Personal information
- Full name: Jhonny Senen Bilbao Bande
- Nationality: Venezuela
- Born: 9 October 1974 (age 51) Barcelona, Venezuela
- Height: 1.88 m (6 ft 2 in)
- Weight: 95 kg (209 lb)

Sport

Sailing career
- Class: Dinghy
- Club: Centro de Vela Ligera
- Coach: José Bilbao

= Jhonny Bilbao =

Venezuelan sailor (born 1974)

Jhonny Senen Bilbao Bande (born 9 October 1974) is a Venezuelan former sailor, who specialized in the Finn class. He represented his nation Venezuela at the 2008 Summer Olympics, finishing last out of 26 registered sailors. A member of Centro de Vela Ligera in his native Anzoategui province, Bilbao trained for the country's sailing federation under the tutelage of his personal coach and father José.

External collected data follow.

use std::collections::HashSet;
use crate::{Error, Result, DEFAULT_PEER_BANDWIDTH, DEFAULT_WINDOW_SIZE, SERVER_CHUNK_SIZE};

#[derive(Debug, Clone)]
pub struct ServerConfig {
    /// RTMP listen address
    pub rtmp_addr: String,

    /// Application names accepted in `connect`
    pub apps: Vec<String>,

    /// HTTP-FLV listen address
    pub http_flv_addr: Option<String>,

    /// HLS listen address
    pub hls_addr: Option<String>,

    /// Outbound chunk size announced after connect
    pub chunk_size: u32,

    /// Window acknowledgement size
    pub window_ack_size: u32,

    /// Peer bandwidth
    pub peer_bandwidth: u32,

    /// Packets buffered per connection between the session and its writer
    pub outbound_queue: usize,
}

impl Default for ServerConfig {
    fn default() -> Self {
        ServerConfig {
            rtmp_addr: "0.0.0.0:1935".to_string(),
            apps: vec!["live".to_string()],
            http_flv_addr: None,
            hls_addr: None,
            chunk_size: SERVER_CHUNK_SIZE,
            window_ack_size: DEFAULT_WINDOW_SIZE,
            peer_bandwidth: DEFAULT_PEER_BANDWIDTH,
            outbound_queue: 100,
        }
    }
}

impl ServerConfig {
    pub fn builder() -> ServerConfigBuilder {
        ServerConfigBuilder::new()
    }

    pub fn validate(&self) -> Result<()> {
        if self.apps.is_empty() {
            return Err(Error::config("At least one application is required"));
        }

        let mut seen = HashSet::new();
        for app in &self.apps {
            if app.is_empty() {
                return Err(Error::config("Application name must not be empty"));
            }
            if !seen.insert(app.as_str()) {
                return Err(Error::config(format!("Duplicate application '{}'", app)));
            }
        }

        if self.chunk_size < 128 {
            return Err(Error::config("Chunk size must be at least 128"));
        }

        if self.chunk_size > 65536 {
            return Err(Error::config("Chunk size must not exceed 65536"));
        }

        if self.window_ack_size == 0 {
            return Err(Error::config("Invalid window_ack_size: 0"));
        }

        if self.peer_bandwidth == 0 {
            return Err(Error::config("Invalid peer_bandwidth: 0"));
        }

        if self.outbound_queue == 0 {
            return Err(Error::config("Invalid outbound_queue: 0"));
        }

        Ok(())
    }
}

/// Builder for ServerConfig
pub struct ServerConfigBuilder {
    config: ServerConfig,
}

impl Default for ServerConfigBuilder {
    fn default() -> Self {
        Self::new()
    }
}

impl ServerConfigBuilder {
    pub fn new() -> Self {
        ServerConfigBuilder {
            config: ServerConfig::default(),
        }
    }

    pub fn rtmp_addr(mut self, addr: impl Into<String>) -> Self {
        self.config.rtmp_addr = addr.into();
        self
    }

    /// Replace the application list
    pub fn apps<I, S>(mut self, apps: I) -> Self
    where
        I: IntoIterator<Item = S>,
        S: Into<String>,
    {
        self.config.apps = apps.into_iter().map(Into::into).collect();
        self
    }

    pub fn http_flv_addr(mut self, addr: impl Into<String>) -> Self {
        self.config.http_flv_addr = Some(addr.into());
        self
    }

    pub fn hls_addr(mut self, addr: impl Into<String>) -> Self {
        self.config.hls_addr = Some(addr.into());
        self
    }

    pub fn chunk_size(mut self, size: u32) -> Self {
        self.config.chunk_size = size;
        self
    }

    pub fn window_ack_size(mut self, size: u32) -> Self {
        self.config.window_ack_size = size;
        self
    }

    pub fn peer_bandwidth(mut self, size: u32) -> Self {
        self.config.peer_bandwidth = size;
        self
    }

    pub fn outbound_queue(mut self, size: usize) -> Self {
        self.config.outbound_queue = size;
        self
    }

    /// Build configuration
    pub fn build(self) -> Result<ServerConfig> {
        self.config.validate()?;
        Ok(self.config)
    }
}

#[cfg(test)]
mod tests {
    use super::*;

    #[test]
    fn test_default_is_valid() {
        assert!(ServerConfig::default().validate().is_ok());
    }

    #[test]
    fn test_builder_sets_fields() {
        let config = ServerConfig::builder()
            .rtmp_addr("127.0.0.1:1935")
            .apps(["live", "vod"])
            .http_flv_addr("127.0.0.1:8080")
            .chunk_size(60000)
            .build()
            .unwrap();

        assert_eq!(config.apps, vec!["live".to_string(), "vod".to_string()]);
        assert_eq!(config.http_flv_addr.as_deref(), Some("127.0.0.1:8080"));
        assert!(config.hls_addr.is_none());
        assert_eq!(config.chunk_size, 60000);
    }

    #[test]
    fn test_invalid_configs_rejected() {
        let cases = [
            ServerConfig::builder().apps(Vec::<String>::new()),
            ServerConfig::builder().apps(["live", "live"]),
            ServerConfig::builder().apps([""]),
            ServerConfig::builder().chunk_size(64),
            ServerConfig::builder().chunk_size(70000),
            ServerConfig::builder().window_ack_size(0),
            ServerConfig::builder().peer_bandwidth(0),
            ServerConfig::builder().outbound_queue(0),
        ];
        for builder in cases {
            assert!(matches!(builder.build(), Err(Error::Configuration(_))));
        }
    }
}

Bilbao competed for the Venezuelan sailing squad, as a 33-year-old, in the Finn class at the 2008 Summer Olympics in Beijing. Building up to his Olympic selection, he formally accepted a berth forfeited by Germany, as the next highest-ranked sailor vying for qualification, at the Finn Gold Cup in Melbourne, Australia. Bilbao accumulated a net grade of 149 to round out the 26-man fleet in the last spot at the end of eight races.